Saturday, September 15, 2012
Friday Night at the Movies VII
Friday night was another video night. A few months ago I found Cool Hand Luke in the Wal-Mart 5 Buck Bin, and Friday night I finally broke the seal.
It has been a few years since I had seen Cool Hand Luke. Some scenes were familiar; others barely remembered.
Of course it was easy to remember Paul Newman in the title role. In the opening scenes of the movie, where his character Lucas Jackson is caught drunk, cutting the heads off of parking meters in the dark. At times it seems like the only light in the scene is coming from Newman's famous blue eyes.
When he is delivered to the prison camp the camp warden, played by Strother Martin, and known only as Captain, reads off his service record from the Korean War, including a Silver Star, a Bronze Star and two Purple Hearts, and promotions to Sergeant, as well as demotions to Buck Private.
Our friend Luke seems to have a problem with authority, but not bravery.
The balance of the movie is Luke's battles with authority, both the official Prison system, and the more informal prisoner system.
The Prisoner system is easy.
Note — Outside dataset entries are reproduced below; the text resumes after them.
#[cfg(test)]
pub(crate) mod tests {
    use super::*;
    use crate::core::http::{HttpSession, UpstreamError};
    use crate::models::record::Filters;
    use async_trait::async_trait;
    use serde_json::json;
    use std::sync::atomic::{AtomicUsize, Ordering};

    /// Client that always fails, counting calls
    pub(crate) struct FailingClient {
        category: Category,
        session: HttpSession,
        pub calls: AtomicUsize,
        panics: bool,
    }

    impl FailingClient {
        pub(crate) fn new(category: Category) -> Self {
            Self {
                category,
                session: HttpSession::new("http://127.0.0.1", None, &RequestConfig::default())
                    .unwrap(),
                calls: AtomicUsize::new(0),
                panics: false,
            }
        }

        pub(crate) fn panicking(category: Category) -> Self {
            Self {
                panics: true,
                ..Self::new(category)
            }
        }

        fn fail(&self) -> Result<Record, RecordError> {
            self.calls.fetch_add(1, Ordering::SeqCst);
            if self.panics {
                panic!("{} exploded", self.category);
            }
            Err(RecordError::Upstream(UpstreamError::Status {
                status: 503,
                message: "service unavailable".to_string(),
            }))
        }
    }

    #[async_trait]
    impl RecordClient for FailingClient {
        fn category(&self) -> Category {
            self.category
        }

        async fn search(&self, _query: &SearchQuery) -> Result<Record, RecordError> {
            self.fail()
        }

        async fn get_record(&self, _id: &str) -> Result<Record, RecordError> {
            self.fail()
        }

        fn session(&self) -> &HttpSession {
            &self.session
        }
    }

    fn aggregator() -> Aggregator {
        Aggregator::new(CredentialSet::default(), &RequestConfig::default()).unwrap()
    }

    fn query(text: &str) -> SearchQuery {
        SearchQuery::new(text, Filters::new()).unwrap()
    }

    #[tokio::test]
    async fn test_search_all_returns_every_category_in_order() {
        let results = aggregator().search_all(&query("John Doe")).await;

        let keys: Vec<_> = results.keys().map(|c| c.as_str()).collect();
        assert_eq!(
            keys,
            vec![
                "court_records",
                "property_records",
                "business_registration",
                "government_data",
                "background_check",
                "vehicle_records",
            ]
        );
        for (category, outcome) in results.iter() {
            let record = outcome.record().expect("mock search succeeds");
            assert_eq!(record["api_type"], json!(category.as_str()));
            assert_eq!(record["query"], json!("John Doe"));
        }
    }

    #[tokio::test]
    async fn test_one_failing_client_is_isolated() {
        let baseline = aggregator().search_all(&query("John Doe")).await;
        let results = aggregator()
            .with_client(Arc::new(FailingClient::new(Category::Business)))
            .search_all(&query("John Doe"))
            .await;

        assert_eq!(results.len(), 6);
        for category in Category::ALL {
            let outcome = results.get(category).unwrap();
            if category == Category::Business {
                assert!(outcome.is_error());
            } else {
                assert_eq!(outcome, baseline.get(category).unwrap());
            }
        }

        let rendered = serde_json::to_value(&results).unwrap();
        assert!(
            rendered["business_registration"]["error"]
                .as_str()
                .unwrap()
                .contains("503")
        );
    }

    #[tokio::test]
    async fn test_panicking_client_is_isolated() {
        let results = aggregator()
            .with_client(Arc::new(FailingClient::panicking(Category::Court)))
            .search_all(&query("John Doe"))
            .await;

        let court = results.get(Category::Court).unwrap();
        assert_eq!(
            court,
            &CategoryOutcome::Failed {
                error: "court_records exploded".to_string()
            }
        );
        assert!(!results.get(Category::Vehicle).unwrap().is_error());
    }

    #[tokio::test]
    async fn test_all_clients_failing_still_yields_six_entries() {
        let mut aggregator = aggregator();
        for category in Category::ALL {
            aggregator = aggregator.with_client(Arc::new(FailingClient::new(category)));
        }

        let results = aggregator.search_all(&query("John Doe")).await;
        assert_eq!(results.len(), 6);
        assert!(results.iter().all(|(_, outcome)| outcome.is_error()));
    }

    #[tokio::test]
    async fn test_aliases_resolve_to_same_client() {
        let aggregator = aggregator();
        let q = query("1HGBH41JXMN109186");
        for category in Category::ALL {
            let by_short = aggregator
                .search_by_category(category.short_name(), &q)
                .await
                .unwrap();
            let by_canonical = aggregator
                .search_by_category(category.as_str(), &q)
                .await
                .unwrap();
            let by_upper = aggregator
                .search_by_category(&category.short_name().to_uppercase(), &q)
                .await
                .unwrap();
            assert_eq!(by_short, by_canonical);
            assert_eq!(by_short, by_upper);
            assert_eq!(by_short["api_type"], json!(category.as_str()));

            let record_short = aggregator
                .get_record_by_category(category.short_name(), "id-1")
                .await
                .unwrap();
            let record_canonical = aggregator
                .get_record_by_category(category.as_str(), "id-1")
                .await
                .unwrap();
            assert_eq!(record_short, record_canonical);
        }
    }

    #[tokio::test]
    async fn test_vehicle_alias_example() {
        let aggregator = aggregator();
        let q = query("1HGBH41JXMN109186");
        assert_eq!(
            aggregator.search_by_category("vehicle", &q).await.unwrap(),
            aggregator
                .search_by_category("vehicle_records", &q)
                .await
                .unwrap()
        );
    }

    #[tokio::test]
    async fn test_invalid_category_invokes_no_client() {
        let failing: Vec<Arc<FailingClient>> = Category::ALL
            .into_iter()
            .map(|c| Arc::new(FailingClient::new(c)))
            .collect();
        let mut aggregator = aggregator();
        for client in &failing {
            aggregator = aggregator.with_client(client.clone());
        }

        let err = aggregator
            .search_by_category("unknown_type", &query("x"))
            .await
            .unwrap_err();
        assert!(matches!(err, RecordError::InvalidCategory { ref name } if name == "unknown_type"));
        let message = err.to_string();
        for category in Category::ALL {
            assert!(message.contains(category.short_name()));
        }

        let err = aggregator
            .get_record_by_category("records", "1")
            .await
            .unwrap_err();
        assert!(matches!(err, RecordError::InvalidCategory { .. }));

        assert!(failing.iter().all(|c| c.calls.load(Ordering::SeqCst) == 0));
    }

    #[tokio::test]
    async fn test_single_category_failure_propagates() {
        let aggregator =
            aggregator().with_client(Arc::new(FailingClient::new(Category::Government)));
        let err = aggregator
            .search_by_category("government", &query("census"))
            .await
            .unwrap_err();
        assert!(matches!(err, RecordError::Upstream(_)));
    }

    #[test]
    fn test_list_categories() {
        assert_eq!(aggregator().list_categories(), Category::ALL.to_vec());
    }

    #[test]
    fn test_credential_status_is_or_across_sub_providers() {
        let credentials = CredentialSet {
            pacer_username: Some("user".to_string()),
            idscan_api_key: Some("ids".to_string()),
            business_api_key: Some(String::new()),
            ..Default::default()
        };
        let aggregator = Aggregator::new(credentials, &RequestConfig::default()).unwrap();
        let status = aggregator.credential_status();

        assert_eq!(status.get(Category::Court), Some(&true));
        assert_eq!(status.get(Category::Vehicle), Some(&true));
        assert_eq!(status.get(Category::Business), Some(&false));
        assert_eq!(status.get(Category::Property), Some(&false));
        assert_eq!(status.len(), 6);
    }

    #[tokio::test]
    async fn test_probe_rejects_unknown_category() {
        let err = aggregator().probe("nope").await.unwrap_err();
        assert!(matches!(err, RecordError::InvalidCategory { .. }));
    }

    #[test]
    fn test_typed_accessors_share_dispatch_clients() {
        let aggregator = aggregator();
        let record = aggregator.vehicle().decode_vin("VIN1");
        assert_eq!(record["api_type"], json!("vehicle_records"));
        assert_eq!(aggregator.court().category(), Category::Court);
        assert_eq!(aggregator.property().category(), Category::Property);
        assert_eq!(aggregator.business().category(), Category::Business);
        assert_eq!(aggregator.government().category(), Category::Government);
        assert_eq!(aggregator.background().category(), Category::Background);
    }
}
Luke has a fist fight with the prisoner's self appointed leader Dragline (George Kennedy in the role that won him an Oscar), that Luke refuses to lay down for. Dragline eventually walks away from the fight, leaving a battered and wobbling, but still standing Luke in the ring.
His battles against the official system doesn't end as well, or as easily. After numerous stays in The Box, a cramped, unheated, windowless structure, where the prisoner has a can of water and a bucket for a bathroom, Luke escapes. After he is caught and beaten, he is returned to the camp and kept in leg irons.
Luke's return the chain gang contains the most famous line from the movie: "What we have here is failure to communicate." Luke has not gotten the message about who is in command.
He escapes again, and is caught again, beaten again, and put in a second set of leg irons. Unlike the prisoner's control system, which appreciates a man's spirit, the official system does not. The Captain determines that he has to break Luke's spirit.
After several days and night of brutal treatment, Luke finally breaks. He has ended his brutal treatment at the hands of the guards, but lost the respect of his fellow inmates.
He becomes a toady for the Bosses, the guards who watch the prisoners work along the road; running errands and fetching water for the other prisoners. Everyone believes he has been broken. But he is just biding time, gaining the trust of the Bosses.
One day, out on the road gang, Luke steals the keys from all of the trucks while performing his toady jobs, and when told to go to a truck for an item, steals the truck instead. as he is driving off, Dragline jumps onto the running board, escaping with him.
Dragline and Luke split up, and Luke winds up hiding in an old. back-country Church. He sees the lights of the prison vehicles and the local police pull into the church yard just as Dragline steps through the back door into the church. Luke steps to a front window, overlooking the vehicles in the yard, and throws the Captain's words back at him: "What we have here is a failure to communicate".
At that point one of the Bosses shoots Luke square in the chest.
As Luke is being driven away to the prison hospital, he looks out the window of the patrol car and grins at Dragline.
Luke has spent the entire movie battling against authority. Did he win or lose? The movie doesn't let us know if he lived through being shot or not, but the impression is that he did not.The prisoners are seen in the final shots talking of Luke's exploits; including his final smile.
If you look at Luke himself you could say he won. He was no longer under the thumb of the prison system. He was dead, but he went out on his terms, defying their authority to the last. He was also a hero to the prisoners.
But you can also look at the larger picture. The prison system was free of Luke, and they had killed him. He was no longer around to challenge their authority. They had made him an example.
Or had they made him a martyr?
To me, the movie says a lot about challenging authority. Luke is working hard in the first scene, cutting heads off of parking meters. He's not stealing them; just cutting them down. To make a point. To challenge the city's authority to charge for parking. The challenge costs him 2 years in a prison work camp.
Once in the camp, he challenges the authority he finds there. The self imposed authority of the inmates he beats easily; Luke shows he will not be beaten down, and the authority accepts that he is an equal. The authority that Dragline has a leader is granted to him by the other prisoners, and when the sympathy for Luke from the prisoners threatens Dragline's position, he does the only thing he can do; he acquiesces to that sympathy and stops fighting.
But the state imposed authority is a little more hard nosed. Not only will it not accept his challenge, it refuses to accept being beaten. The guards do not have to answer to a higher authority, as Dragline does. Their job is to control all of the prisoners, up to and including the ability to kill a prisoner.
The question is, which type of authority have we created in our government; Dragline's, or the Bosses?